Credit Card Analysis of Czech Bank

ITCS6265 : Fall Semester of 2002
Instructor: Dr. Mirsad Hadzikadic

UNC-Charlotte  |  College of IT  |  Dr. Mirsad Hadzikadic  |  ITCS6265   


Site Index   Methodology - Classification
· Goal
· Domain
· Pre-Processing
· Methodology
· Attribute Ranking
· Classification
· Clustering
· Results
· Next Steps
· References
· Authors

Analysis using Classification Algorithm

Classification is a process where a model is built describing a predetermined set of data classes. The model is constructed by analyzing all the records in the database. Each tuple is assumed to belong to a predefined class, as determined by one of the attributes called the class label. The tuples analyzed to build the model form the training data set. Typically, the learned model is expressed in terms of decision trees or classsification rules. These rules can be used to predict the test data set.

We used See5 as the classification tool for our project. See5 is the commercial version of the C4.5 decision tree algorithm developed by Ross Quinlan. See5/C5.0 classifiers are expressed as decision trees or sets of if-then rules. It is based on the ID3 decision tree algorithm. A brief description of the algorithm is as follows:

  • The tree starts as a single node representing the training samples.
  • If the samples are all of the same class, then the node becomes a leaf and is labeled with that class.
  • Otherwise, the algorithm uses an entropy-based measure known as Information Gain as a heuristic for selecting the attribute that will best separate the samples into individual classes.
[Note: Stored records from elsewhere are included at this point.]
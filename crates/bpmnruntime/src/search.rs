use bpmncore::{
    DefinitionId, FlowNodeInstance, FlowNodeInstanceId, FlowNodeState, FlowNodeType,
    ProcessInstanceId, UserId,
};
use serde::{Deserialize, Serialize};
use std::cmp::Ordering;

/// Criteria a flow node must all satisfy; unset fields match anything
#[derive(Debug, Clone, Default, Serialize, Deserialize)]
pub struct FlowNodeFilter {
    pub name: Option<String>,
    pub state: Option<FlowNodeState>,
    pub node_type: Option<FlowNodeType>,
    pub process_definition_id: Option<DefinitionId>,
    pub process_instance_id: Option<ProcessInstanceId>,
    pub parent_activity_instance_id: Option<FlowNodeInstanceId>,
    pub assignee_id: Option<UserId>,
    /// User listed as supervisor of the node's process definition
    pub supervisor_id: Option<UserId>,
}

impl FlowNodeFilter {
    pub fn user_tasks() -> Self {
        Self {
            node_type: Some(FlowNodeType::UserTask),
            ..Default::default()
        }
    }

    pub fn named(mut self, name: impl Into<String>) -> Self {
        self.name = Some(name.into());
        self
    }

    pub fn in_state(mut self, state: FlowNodeState) -> Self {
        self.state = Some(state);
        self
    }

    pub fn in_process(mut self, process_instance_id: ProcessInstanceId) -> Self {
        self.process_instance_id = Some(process_instance_id);
        self
    }

    /// `supervisors` are those of the node's process definition
    pub fn matches(&self, node: &FlowNodeInstance, supervisors: &[UserId]) -> bool {
        fn check<T: PartialEq>(wanted: &Option<T>, actual: T) -> bool {
            wanted.as_ref().map_or(true, |w| *w == actual)
        }

        check(&self.name.as_deref(), node.name.as_str())
            && check(&self.state, node.state)
            && check(&self.node_type, node.node_type())
            && check(&self.process_definition_id, node.process_definition_id)
            && check(&self.process_instance_id, node.process_instance_id)
            && self
                .parent_activity_instance_id
                .map_or(true, |p| node.parent_activity_instance_id == Some(p))
            && self.assignee_id.map_or(true, |user| {
                node.as_assignable()
                    .and_then(|task| task.assignee_id())
                    == Some(user)
            })
            && self
                .supervisor_id
                .map_or(true, |user| supervisors.contains(&user))
    }
}

#[derive(Debug, Clone, Copy, Default, PartialEq, Eq, Serialize, Deserialize)]
#[serde(rename_all = "snake_case")]
pub enum FlowNodeSort {
    #[default]
    NameAsc,
    NameDesc,
    PriorityAsc,
    PriorityDesc,
    DueDateAsc,
    DueDateDesc,
    LastUpdateAsc,
    LastUpdateDesc,
}

impl FlowNodeSort {
    /// Nodes without a priority or due date sort last in both directions
    pub fn compare(&self, a: &FlowNodeInstance, b: &FlowNodeInstance) -> Ordering {
        fn missing_last<T: Ord>(a: Option<T>, b: Option<T>, descending: bool) -> Ordering {
            match (a, b) {
                (Some(a), Some(b)) if descending => b.cmp(&a),
                (Some(a), Some(b)) => a.cmp(&b),
                (Some(_), None) => Ordering::Less,
                (None, Some(_)) => Ordering::Greater,
                (None, None) => Ordering::Equal,
            }
        }
        let due = |n: &FlowNodeInstance| n.as_due_dated().and_then(|d| d.due_date());

        let ordering = match self {
            FlowNodeSort::NameAsc => a.name.cmp(&b.name),
            FlowNodeSort::NameDesc => b.name.cmp(&a.name),
            FlowNodeSort::PriorityAsc => missing_last(a.priority(), b.priority(), false),
            FlowNodeSort::PriorityDesc => missing_last(a.priority(), b.priority(), true),
            FlowNodeSort::DueDateAsc => missing_last(due(a), due(b), false),
            FlowNodeSort::DueDateDesc => missing_last(due(a), due(b), true),
            FlowNodeSort::LastUpdateAsc => a.last_update_date.cmp(&b.last_update_date),
            FlowNodeSort::LastUpdateDesc => b.last_update_date.cmp(&a.last_update_date),
        };
        ordering.then(a.id.cmp(&b.id))
    }
}

#[derive(Debug, Clone, Serialize, Deserialize)]
pub struct SearchOptions {
    pub filter: FlowNodeFilter,
    pub sort: FlowNodeSort,
    pub offset: usize,
    pub limit: usize,
}

impl SearchOptions {
    pub fn new(filter: FlowNodeFilter) -> Self {
        Self {
            filter,
            sort: FlowNodeSort::default(),
            offset: 0,
            limit: 100,
        }
    }

    pub fn sorted_by(mut self, sort: FlowNodeSort) -> Self {
        self.sort = sort;
        self
    }

    pub fn page(mut self, offset: usize, limit: usize) -> Self {
        self.offset = offset;
        self.limit = limit;
        self
    }
}

/// One page of results plus the total number of matches
#[derive(Debug, Clone, Serialize, Deserialize)]
pub struct SearchResult<T> {
    pub count: usize,
    pub items: Vec<T>,
}

/// Sorts and pages nodes that already passed the filter
pub fn paginate(
    mut nodes: Vec<FlowNodeInstance>,
    options: &SearchOptions,
) -> SearchResult<FlowNodeInstance> {
    nodes.sort_by(|a, b| options.sort.compare(a, b));
    let count = nodes.len();
    let items = nodes
        .into_iter()
        .skip(options.offset)
        .take(options.limit)
        .collect();
    SearchResult { count, items }
}

#[cfg(test)]
mod tests {
    use super::*;
    use bpmncore::{FlowNodeKind, HumanTask, TaskPriority};
    use uuid::Uuid;

    fn task(id: u64, name: &str, priority: TaskPriority, assignee: Option<UserId>) -> FlowNodeInstance {
        let mut node = FlowNodeInstance::new(
            Uuid::nil(),
            name,
            FlowNodeKind::UserTask(HumanTask {
                actor: "clerk".to_string(),
                assignee_id: assignee,
                claimed_date: None,
                priority,
                expected_end_date: None,
            }),
            1,
            1,
            Uuid::nil(),
        );
        node.id = id;
        node
    }

    #[test]
    fn test_filter_on_assignee_and_supervisor() {
        let node = task(1, "Review", TaskPriority::Normal, Some(5));
        assert!(FlowNodeFilter::user_tasks().matches(&node, &[]));

        let by_assignee = FlowNodeFilter {
            assignee_id: Some(5),
            ..Default::default()
        };
        assert!(by_assignee.matches(&node, &[]));

        let by_supervisor = FlowNodeFilter {
            supervisor_id: Some(9),
            ..Default::default()
        };
        assert!(!by_supervisor.matches(&node, &[3]));
        assert!(by_supervisor.matches(&node, &[3, 9]));
    }

    #[test]
    fn test_sort_and_page() {
        let nodes = vec![
            task(1, "b", TaskPriority::Lowest, None),
            task(2, "a", TaskPriority::Highest, None),
            task(3, "c", TaskPriority::Normal, None),
        ];
        let options = SearchOptions::new(FlowNodeFilter::default())
            .sorted_by(FlowNodeSort::PriorityDesc)
            .page(1, 1);

        let result = paginate(nodes, &options);
        assert_eq!(result.count, 3);
        assert_eq!(result.items.len(), 1);
        assert_eq!(result.items[0].name, "c");
    }
}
This attribute becomes the "test" or "decision" attribute at the node.
  • A branch is created for each known value of the test attribute and the samples are partitioned acccordingly.
  • The algorithm uses the same process recursively to form a decision tree for the samples at each partition.
  • The recursive partition stops when all the samples for a given node belong to the same class or if there are no remaining attributes on which samples may be further partitioned.
Data Preparation for See5

See5 applications require two files, the names file and the data file. There are other optional files like test file. The names file (eg. Card_Mining.names) describes the attributes and classes. The data file (eg. Card_Mining.data) provides information on the training cases from which See5 will extract patterns. The third kind of file used by See5 consists of new test cases (eg. Card_Mining.test) on which the classifier can be evaluated.

We used Weka to split the data into a (80/20) training and testing data set. Weka has the filter (SplitDataSetFilter), which generates subsets for a dataset. We split the data into 5 folds and and combined 4 folds to form the training set and the last one as the testing data set. We have 3600 training instances and 900 testing instances.

See5 Decision Tree Results and Analysis

We ran See5 using the RuleSets option and the Boost option with 3 trials. The following is the simplified version of the decision tree generated by See5. To build the following tree we used the Rules obtained, which had high confidence (>85%).

See5 Decision Tree

See5 looks at the root node to determine if all the cases in this node belong to the same class. If they do not, it then grows branches from this node using the variable that best sorts the customers into distinct groups. Here all the customers having Transaction_Avg_Balance < 37907 are classified as class 0 ( Non Card Holder). About 1828 of the instances were correctly classified as non-cardholders and 93 instances were incorrectly classified. Following the split at the root node, the resulting ndoes are examined. Further splits may take place (eg: Account_Opened = 1995) or the tree may terminate at a node. For eg. Client_District_Id terminates to a node with class 1 ( Card Holder). A terminal node is called a "leaf node " or "class probability". When used for predication this can provide and estimated probability if a new customer is a card holder or not. This is achieved for a new customer by checking the condition at the top of the tree and working down the branches depending on its attribute values until it reaches a leaf node.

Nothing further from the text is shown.